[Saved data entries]
_____

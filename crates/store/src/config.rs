use std::path::PathBuf;

/// Storage root used when nothing else is configured.
pub const DEFAULT_STORAGE_ROOT: &str = "data";

/// Artifact store configuration.
#[derive(Debug, Clone, PartialEq, Eq)]
pub struct StoreConfig {
    /// Directory artifacts are written to and read from. Created on first
    /// write if missing.
    pub storage_root: PathBuf,
}

impl StoreConfig {
    pub fn new(storage_root: impl Into<PathBuf>) -> Self {
        Self {
            storage_root: storage_root.into(),
        }
    }
}

impl Default for StoreConfig {
    fn default() -> Self {
        Self::new(DEFAULT_STORAGE_ROOT)
    }
}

_____

# PROBLEM:
All that should appear in the response is the run of lines from the first line of the entries through the line containing "pub fn new(storage_root: impl", copied exactly.

# ANSWER BOX:
filename crates/store/src/config.rs
use std::path::PathBuf;

/// Storage root used when nothing else is configured.
pub const DEFAULT_STORAGE_ROOT: &str = "data";

/// Artifact store configuration.
#[derive(Debug, Clone, PartialEq, Eq)]
pub struct StoreConfig {
    /// Directory artifacts are written to and read from. Created on first
    /// write if missing.
    pub storage_root: PathBuf,
}

impl StoreConfig {
    pub fn new(storage_root: impl Into<PathBuf>) -> Self {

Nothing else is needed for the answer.